We present an implementation of phaseless Auxiliary-Field Quantum Monte Carlo (ph-AFQMC) utilizing graphical processing units (GPUs). The AFQMC method is recast in terms of matrix operations which are spread across thousands of processing cores and are executed in batches using custom Compute Unified Device Architecture kernels and the GPU-optimized cuBLAS matrix library. Algorithmic advances include a batched Sherman-Morrison-Woodbury algorithm to quickly update matrix determinants and inverses, density-fitting of the two-electron integrals, an energy algorithm involving a high-dimensional precomputed tensor, and the use of single-precision floating point arithmetic. These strategies accelerate ph-AFQMC calculations with both single- and multideterminant trial wave functions, though particularly dramatic wall-time reductions are achieved for the latter. For typical calculations we find speed-ups of roughly 2 orders of magnitude using just a single GPU card compared to a single modern CPU core. Furthermore, we achieve near-unity parallel efficiency using 8 GPU cards on a single node and can reach moderate system sizes via a local memory-slicing approach. We illustrate the robustness of our implementation on hydrogen chains of increasing length and through the calculation of all-electron ionization potentials of the first-row transition metal atoms.

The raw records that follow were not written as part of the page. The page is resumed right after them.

#[cfg(test)]
mod tests {
    use super::*;

    fn test_store() -> (tempfile::TempDir, JobStore) {
        let tmp = tempfile::tempdir().unwrap();
        let layout = StoreLayout::new(tmp.path());
        layout.initialize().unwrap();
        (tmp, JobStore::new(layout))
    }

    fn record(filename: &str) -> JobRecord {
        JobRecord::new(filename, "en", "es", "llama3", "Some text.".to_owned())
    }

    #[test]
    fn job_id_shape() {
        let id = JobId::generate("book.txt");
        assert_eq!(id.as_str().len(), 64);
        assert_eq!(id.short().len(), SHORT_ID_LEN);
        assert!(id.as_str().chars().all(|c| c.is_ascii_hexdigit()));
    }

    #[test]
    fn job_ids_are_unique() {
        let a = JobId::generate("book.txt");
        let b = JobId::generate("book.txt");
        assert_ne!(a, b);
    }

    #[test]
    fn parse_rejects_bad_ids() {
        assert!(JobId::parse("abc").is_none());
        assert!(JobId::parse(&"z".repeat(64)).is_none());
        assert!(JobId::parse(&"a".repeat(64)).is_some());
    }

    #[test]
    fn create_and_get() {
        let (_tmp, store) = test_store();
        let rec = record("book.txt");
        store.create(&rec).unwrap();

        let got = store.get(&rec.job_id).unwrap();
        assert_eq!(got.filename, "book.txt");
        assert_eq!(got.status, JobStatus::Pending);
        assert_eq!(got.progress, 0);
    }

    #[test]
    fn get_missing_job_fails() {
        let (_tmp, store) = test_store();
        let err = store.get(&JobId::generate("x")).unwrap_err();
        assert!(matches!(err, StoreError::JobNotFound(_)));
    }

    #[test]
    fn resolve_short_prefix() {
        let (_tmp, store) = test_store();
        let rec = record("book.txt");
        store.create(&rec).unwrap();

        let resolved = store.resolve(rec.job_id.short()).unwrap();
        assert_eq!(resolved, rec.job_id);
    }

    #[test]
    fn resolve_ambiguous_prefix_fails() {
        let (_tmp, store) = test_store();
        // Force two jobs sharing a one-character prefix.
        let mut ids: Vec<String> = Vec::new();
        while ids.len() < 2 {
            let rec = record("a.txt");
            if ids.is_empty() || rec.job_id.as_str().starts_with(&ids[0][..1]) {
                ids.push(rec.job_id.as_str().to_owned());
                store.create(&rec).unwrap();
            }
        }
        let err = store.resolve(&ids[0][..1]).unwrap_err();
        assert!(matches!(err, StoreError::AmbiguousJobId { count: 2, .. }));
    }

    #[test]
    fn update_progress_moves_to_processing() {
        let (_tmp, store) = test_store();
        let rec = record("book.txt");
        store.create(&rec).unwrap();

        let updated = store
            .update_progress(&rec.job_id, 25, "stage 1: chunk 1/2", Some("draft"), None)
            .unwrap();
        assert_eq!(updated.status, JobStatus::Processing);
        assert_eq!(updated.progress, 25);
        assert_eq!(updated.draft_translation, "draft");
    }

    #[test]
    fn progress_is_clamped() {
        let (_tmp, store) = test_store();
        let rec = record("book.txt");
        store.create(&rec).unwrap();
        let updated = store
            .update_progress(&rec.job_id, 250, "stage", None, None)
            .unwrap();
        assert_eq!(updated.progress, 100);
    }

    #[test]
    fn terminal_jobs_reject_updates() {
        let (_tmp, store) = test_store();
        let rec = record("book.txt");
        store.create(&rec).unwrap();
        store
            .mark_completed(&rec.job_id, "done", "book_es.txt", 3, 12.5)
            .unwrap();

        let err = store
            .update_progress(&rec.job_id, 50, "stage", None, None)
            .unwrap_err();
        assert!(matches!(err, StoreError::JobFinished(_)));
        let err = store.mark_cancelled(&rec.job_id).unwrap_err();
        assert!(matches!(err, StoreError::JobFinished(_)));
    }

    #[test]
    fn mark_completed_fills_result_fields() {
        let (_tmp, store) = test_store();
        let rec = record("book.txt");
        store.create(&rec).unwrap();
        let done = store
            .mark_completed(&rec.job_id, "hola", "book_es.txt", 4, 9.0)
            .unwrap();
        assert_eq!(done.status, JobStatus::Completed);
        assert_eq!(done.progress, 100);
        assert_eq!(done.translated_text, "hola");
        assert_eq!(done.translated_filename.as_deref(), Some("book_es.txt"));
        assert_eq!(done.chunk_count, Some(4));
        assert!(done.completed_at.is_some());
    }

    #[test]
    fn mark_failed_records_error() {
        let (_tmp, store) = test_store();
        let rec = record("book.txt");
        store.create(&rec).unwrap();
        let failed = store.mark_failed(&rec.job_id, "model unavailable").unwrap();
        assert_eq!(failed.status, JobStatus::Failed);
        assert_eq!(failed.error_message.as_deref(), Some("model unavailable"));
    }

    #[test]
    fn list_newest_first_with_filter() {
        let (_tmp, store) = test_store();
        let mut first = record("a.txt");
        first.created_at = "2024-01-01T00:00:00+00:00".to_owned();
        let mut second = record("b.txt");
        second.created_at = "2024-06-01T00:00:00+00:00".to_owned();
        store.create(&first).unwrap();
        store.create(&second).unwrap();
        store.mark_failed(&first.job_id, "boom").unwrap();

        let all = store.list(None, 10, 0).unwrap();
        assert_eq!(all.len(), 2);
        assert_eq!(all[0].filename, "b.txt");

        let failed = store.list(Some(JobStatus::Failed), 10, 0).unwrap();
        assert_eq!(failed.len(), 1);
        assert_eq!(failed[0].filename, "a.txt");
    }

    #[test]
    fn list_applies_limit_and_offset() {
        let (_tmp, store) = test_store();
        for (i, name) in ["a.txt", "b.txt", "c.txt"].iter().enumerate() {
            let mut rec = record(name);
            rec.created_at = format!("2024-0{}-01T00:00:00+00:00", i + 1);
            store.create(&rec).unwrap();
        }
        let page = store.list(None, 1, 1).unwrap();
        assert_eq!(page.len(), 1);
        assert_eq!(page[0].filename, "b.txt");
    }

    #[test]
    fn delete_removes_record() {
        let (_tmp, store) = test_store();
        let rec = record("book.txt");
        store.create(&rec).unwrap();
        store.delete(&rec.job_id).unwrap();
        assert!(matches!(
            store.get(&rec.job_id),
            Err(StoreError::JobNotFound(_))
        ));
    }

    #[test]
    fn stats_counts_by_status() {
        let (_tmp, store) = test_store();
        let a = record("a.txt");
        let b = record("b.txt");
        let c = record("c.txt");
        store.create(&a).unwrap();
        store.create(&b).unwrap();
        store.create(&c).unwrap();
        store.mark_completed(&a.job_id, "x", "a_es.txt", 2, 10.0).unwrap();
        store.mark_completed(&b.job_id, "y", "b_es.txt", 2, 20.0).unwrap();

        let stats = store.stats().unwrap();
        assert_eq!(stats.total, 3);
        assert_eq!(stats.by_status.get("completed"), Some(&2));
        assert_eq!(stats.by_status.get("pending"), Some(&1));
        assert_eq!(stats.average_processing_time_secs, Some(15.0));
    }

    #[test]
    fn status_parse_roundtrip() {
        for s in ["pending", "processing", "completed", "failed", "cancelled"] {
            assert_eq!(JobStatus::parse(s).unwrap().as_str(), s);
        }
        assert!(JobStatus::parse("bogus").is_none());
    }
}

We compare long imaginary-time calculations utilizing a population control algorithm with our previously published correlated sampling approach and show that the latter improves not only the efficiency but also the accuracy of the computed ionization potentials. Taken together, the GPU implementation combined with correlated sampling provides a compelling computational method that will broaden the application of ph-AFQMC to the description of realistic correlated electronic systems.